Excursão do Umuarama
Diário de
bordo dos anos 40
Texto:
Jorge Gross
Transcrição e comentários: Carlos Altmayer Gonçalves Manotaço
Originalmente publicado na Revista Yachting Brasileiro nº
22 (Agosto – 1946)
24-1-1946 - Depois de algumas semanas de “ planos, preparativos, etc...”, eis chegado o dia da partida para a viagem a Rio Grande. São quase 11 horas quando estamos prontos para largar. Sempre há muitas cousas para serem preparadas e guardadas, mesmo quando, segundo constava, “já estava tudo pronto”. Constatamos entristecidos que a bebida abordo ainda não está gelada, o que faz necessária mais uma subida até a copa do Clube, para satisfazer esta nossa grande necessidade espiritual ! Assim, saudamos devidamente, com um copo geladinho, o início da excursão, que começa bem, pois o comodoro já perdeu uma manilha.
[Comodoro: Erwin Bier, comandante do Umuarama. Umuarama: local de encontro de amigos. Em tupy – guarani.]

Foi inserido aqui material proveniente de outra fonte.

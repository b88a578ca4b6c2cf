use anyhow::{Context, Result};
use clap::error::ErrorKind;
use clap::Parser;
use console::style;
use std::fs;
use std::path::PathBuf;

mod strip;

#[derive(Parser, Debug)]
#[command(
    name = "strip-logs",
    about = "Strip console.log statements from a source file, in place",
    long_about = "
Log Stripper

Removes console.log(...) statements from a source file and rewrites it in
place. Calls spanning multiple lines are handled by balancing parentheses,
so formatted or wrapped arguments are removed cleanly. Only the literal
console.log( prefix is matched; console.error, console.warn and similar are
left alone.

Example Usage:
  strip-logs src/app.ts"
)]
struct Args {
    /// Source file to rewrite in place
    #[arg(value_name = "FILE")]
    file: PathBuf,
}

fn main() -> Result<()> {
    // A wrong argument count exits with status 1, not clap's default 2
    let args = match Args::try_parse() {
        Ok(args) => args,
        Err(err) => {
            let _ = err.print();
            let code = match err.kind() {
                ErrorKind::DisplayHelp | ErrorKind::DisplayVersion => 0,
                _ => 1,
            };
            std::process::exit(code);
        }
    };

    let content = fs::read_to_string(&args.file)
        .with_context(|| format!("Failed to read '{}'", args.file.display()))?;

    let (stripped, removed) = strip::remove_console_logs(&content);

    fs::write(&args.file, stripped)
        .with_context(|| format!("Failed to write '{}'", args.file.display()))?;

    println!(
        "{} Removed {} console.log statement{} from {}",
        style("✓").green().bold(),
        style(removed).bold(),
        if removed == 1 { "" } else { "s" },
        args.file.display()
    );

    Ok(())
}
/// Literal prefix a statement must start with (after leading whitespace) to
/// be removed. `console.error`, `console.warn` and spaced-out variants like
/// `console . log(` are deliberately not recognized.
const LOG_PREFIX: &str = "console.log(";

/// Remove all `console.log(...)` statements from `content`, handling calls
/// that span multiple lines by balancing parentheses.
///
/// Works on `split('\n')` segments so the file's trailing-newline shape is
/// preserved for untouched content. A call whose parentheses never balance
/// before end of file absorbs everything through EOF; intent for such
/// malformed input is unspecified, so the behavior is kept as-is rather than
/// guessed at.
///
/// Returns the rewritten content and the number of statements removed.
pub fn remove_console_logs(content: &str) -> (String, usize) {
    let lines: Vec<&str> = content.split('\n').collect();
    let mut result: Vec<&str> = Vec::with_capacity(lines.len());
    let mut removed = 0usize;
    let mut i = 0;

    while i < lines.len() {
        let line = lines[i];

        if !line.trim_start().starts_with(LOG_PREFIX) {
            result.push(line);
            i += 1;
            continue;
        }

        removed += 1;

        // Balance parentheses starting on this line; the statement ends on
        // the line where the count returns to zero, and that whole span of
        // lines is dropped.
        let mut depth: i64 = 0;
        let mut opened = false;
        let mut closing_line = None;

        'scan: for (j, scan_line) in lines.iter().enumerate().skip(i) {
            for ch in scan_line.chars() {
                match ch {
                    '(' => {
                        depth += 1;
                        opened = true;
                    }
                    ')' => {
                        depth -= 1;
                        if opened && depth == 0 {
                            closing_line = Some(j);
                            break 'scan;
                        }
                    }
                    _ => {}
                }
            }
        }

        i = match closing_line {
            Some(end) => end + 1,
            // Unterminated call: the deletion runs through end of file
            None => lines.len(),
        };
    }

    (result.join("\n"), removed)
}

Durante toda a manhã soprara maravilhosa brisa norte, mas quando largamos do flutuador, o ar está completamente parado. Apelamos para o motor que, porém, como sempre nessas ocasiões, só depois de algum trabalho resolve contribuir e funcionar. Enquanto isso, a nossa “pérola” Hansi [Hansi Von Ortemberg, casada com Joachim Von Ortemberg eram parceiros de Erwin Bier até os tempos do Umuarama III, em fins dos anos 60. É de autoria deles os belos quadros do Guaíba que ornamentavam a sede do VDS e do CDJ]está ativamente ocupada com a fabricação de sanduíches, etc... A “beleza” do motor anda com defeito na bomba d’água e somos obrigados a pará-lo. Em vão rogamos aos céus que nos mandem um tostão de vento. Finalmente as nossas preces são ouvidas, mas a primeira rajadinha leva à água uma carta que se achava sobre a cabine, a secar. No Frigorífico suprimo-nos de gelo e por volta das 12 horas estamos seguindo com uma brisinha. Vem o almôço. Eis o menu: Arroz – bom; Ervilhas – salgadíssimas; Filé – ótimo ! À tarde o vento norte melhora. Vamos na moleza, tomando Brahma chope... devido às ervilhas – sempre é bom ter-se um pretexto. A vitrola funciona e os livros de anedota também. São 19 e 30 hs. quando chegamos ao Sítio. “Atlantis”, nosso companheiro de viagem, já se encontra aí. O barômetro está baixíssimo, 742. Espera-se um furacão e todas as pequenas embarcações aguardam, no abrigo do Sítio, um tempo melhor.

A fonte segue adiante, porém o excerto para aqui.